# Is progesterone support given to all ladies doing iui?



## Sara786 (Jun 7, 2011)

Hi girls,

My iui they don't give progesterone support in 2ww only in ivf. If any of u take it had it helped and dud u take it orally or vaginally?? 

Any answers appreciated


----------



## Bellazim (Mar 19, 2011)

At my clinic they don't give it to you until your second attempt.

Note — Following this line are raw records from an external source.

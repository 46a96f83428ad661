//! HMAC key decoding.

use std::fmt;

use super::PolicyError;

/// Prefix that marks a key as hexadecimal.
pub const HEX_PREFIX: &str = "0x";

/// Shared secret used to authenticate every packet.
#[derive(Clone, PartialEq, Eq)]
pub struct HmacKey(Vec<u8>);

impl HmacKey {
    /// Decode the `--hmac` flag.
    ///
    /// An empty string disables HMAC. A `0x` prefix selects hex decoding,
    /// anything else is used byte for byte.
    pub fn decode(raw: &str) -> Result<Option<Self>, PolicyError> {
        if raw.is_empty() {
            return Ok(None);
        }

        match raw.strip_prefix(HEX_PREFIX) {
            Some(digits) => hex::decode(digits)
                .map(|bytes| Some(Self(bytes)))
                .map_err(|e| PolicyError::InvalidHexKey {
                    raw: raw.to_string(),
                    reason: e.to_string(),
                }),
            None => Ok(Some(Self(raw.as_bytes().to_vec()))),
        }
    }

    pub fn as_bytes(&self) -> &[u8] {
        &self.0
    }

    pub fn len(&self) -> usize {
        self.0.len()
    }

    pub fn is_empty(&self) -> bool {
        self.0.is_empty()
    }
}

// Never print key material.
impl fmt::Debug for HmacKey {
    fn fmt(&self, f: &mut fmt::Formatter<'_>) -> fmt::Result {
        write!(f, "HmacKey({} bytes)", self.0.len())
    }
}
//! Lifecycle management subsystem.
//!
//! # Data Flow
//! ```text
//! Startup (startup.rs):
//!     ServerConfig → construct engine → spawn signal controller → serve
//!
//! Signals (signals.rs):
//!     first SIGINT/SIGTERM  → engine.shutdown() (graceful)
//!     second SIGINT/SIGTERM → process exit with the double-signal code
//!
//! Exit (exit.rs):
//!     error → ExitClass → process exit code
//! ```
//!
//! # Design Decisions
//! - Graceful shutdown has no deadline; a second signal is the escape hatch
//! - The forced exit skips cleanup, including closing the netprint connection
//! - The signal channel holds one pending signal so none is lost at startup

pub mod exit;
pub mod shutdown;
pub mod signals;
pub mod startup;

pub use exit::ExitClass;
pub use shutdown::Shutdown;
pub use signals::{LifecycleState, Signal};
pub use startup::{run, serve, LifecycleError};
//! Policy decoders.
//!
//! # Data Flow
//! ```text
//! raw flag strings / booleans
//!     → hmac.rs       (--hmac      → Option<HmacKey>)
//!     → stamp.rs      (--tstamp    → AllowStamp)
//!     → fill.rs       (--fill      → Filler, --allow-fills → AllowFills)
//!     → ip_version.rs (-4, -6      → IpVersion)
//!     → config::resolver (assembled into ServerConfig)
//! ```
//!
//! # Design Decisions
//! - Every decoder is a pure function: raw input in, value or `PolicyError` out
//! - Decoders never exit the process; classification happens in the resolver
//! - Registries (filler factories) are immutable statics passed by reference

pub mod fill;
pub mod hmac;
pub mod ip_version;
pub mod stamp;

pub use fill::{AllowFills, Filler, FillerFactory, FILLER_FACTORIES};
pub use hmac::HmacKey;
pub use ip_version::IpVersion;
pub use stamp::AllowStamp;

use thiserror::Error;

/// Errors produced while decoding a single policy flag.
#[derive(Debug, Error, PartialEq, Eq)]
pub enum PolicyError {
    /// The HMAC key had a hex prefix but was not valid hex.
    #[error("invalid hex HMAC key {raw:?}: {reason}")]
    InvalidHexKey { raw: String, reason: String },

    /// Unknown timestamp mode.
    #[error("unknown timestamp mode {0:?} (choose from none, single, dual)")]
    UnknownStamp(String),

    /// Unknown filler token.
    #[error("unknown fill {token:?} (choose from {choices})")]
    UnknownFiller { token: String, choices: String },

    /// A parameterized filler was given an unusable argument.
    #[error("invalid fill argument for {token:?}: {reason}")]
    InvalidFillArgument { token: String, reason: String },
}
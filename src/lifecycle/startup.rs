//! Startup orchestration.
//!
//! # Responsibilities
//! - Construct the engine from the resolved configuration
//! - Start the signal controller beside the blocking serve call
//! - Close the netprint connection on every normal exit path
//!
//! # Design Decisions
//! - Fail fast: any construction or serve error is a runtime error
//! - The forced exit does not come back here, so it skips the close

use std::sync::Arc;

use thiserror::Error;
use tokio::sync::mpsc;

use super::exit::ExitClass;
use super::signals::{self, Signal, SignalController};
use crate::config::ServerConfig;
use crate::server::{Engine, EngineError};

/// Failures after configuration was resolved.
#[derive(Debug, Error)]
pub enum LifecycleError {
    #[error("unable to start server: {0}")]
    Construct(#[source] EngineError),

    #[error("server failed: {0}")]
    Serve(#[source] EngineError),

    #[error("unable to install signal handlers: {0}")]
    Signals(#[source] std::io::Error),
}

impl LifecycleError {
    pub fn exit_class(&self) -> ExitClass {
        ExitClass::RuntimeError
    }
}

/// Construct `E` from `config`, serve until stopped, then release resources.
pub async fn run<E: Engine>(config: ServerConfig) -> Result<(), LifecycleError> {
    let netprint = config.netprint.clone();

    let result = start::<E>(config).await;

    if let Some(np) = netprint {
        // draining waits on the sink's writer thread
        if tokio::task::spawn_blocking(move || np.close()).await.is_err() {
            tracing::warn!("Netprint close task failed");
        }
    }
    result
}

async fn start<E: Engine>(config: ServerConfig) -> Result<(), LifecycleError> {
    let engine = Arc::new(E::construct(config).map_err(LifecycleError::Construct)?);
    let signals = signals::listen().map_err(LifecycleError::Signals)?;
    serve(engine, signals, exit_process).await
}

/// Serve `engine` while a controller task watches `signals`.
///
/// `exit` is called with the double-signal code on a second signal.
pub async fn serve<E, X>(
    engine: Arc<E>,
    signals: mpsc::Receiver<Signal>,
    exit: X,
) -> Result<(), LifecycleError>
where
    E: Engine,
    X: FnOnce(i32) + Send + 'static,
{
    let controller = SignalController::new(signals);
    let handle = engine.clone();
    let task = tokio::spawn(controller.run(move || handle.shutdown(), exit));

    let result = engine.listen_and_serve().await;
    task.abort();

    match result {
        Ok(()) => {
            tracing::info!("Server stopped");
            Ok(())
        }
        Err(e) => Err(LifecycleError::Serve(e)),
    }
}

fn exit_process(code: i32) {
    std::process::exit(code);
}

As my friend was going through iui before me at the same clinic she told me to ask for it and they were happy to give it too me.........................BUT...........I'm now regretting it!!! The 'itch' for the pessaries is driving me crazy  
But Hey anything to help the swimmers eh??


----------



## springsunshine (Apr 4, 2009)

Hi

My clinic only give progesterone for IVF, not IUI. 

Good luck.

x


----------



## joeyrella (May 13, 2009)

Some clinics do, just as many don't.  My clinic give you cyclogest routinely after IUI up to 12 weeks.


----------



## Jue jue (Feb 26, 2011)

My clinic say there is no evidence to say pessaries work.


----------



## Sara786 (Jun 7, 2011)

That is what one nurse said at mine that pressaries might not work  but why do they have them as part of teh protocol for ivf.

she also said they dont cause no harm if you take them neither. so it is debateable!!!


----------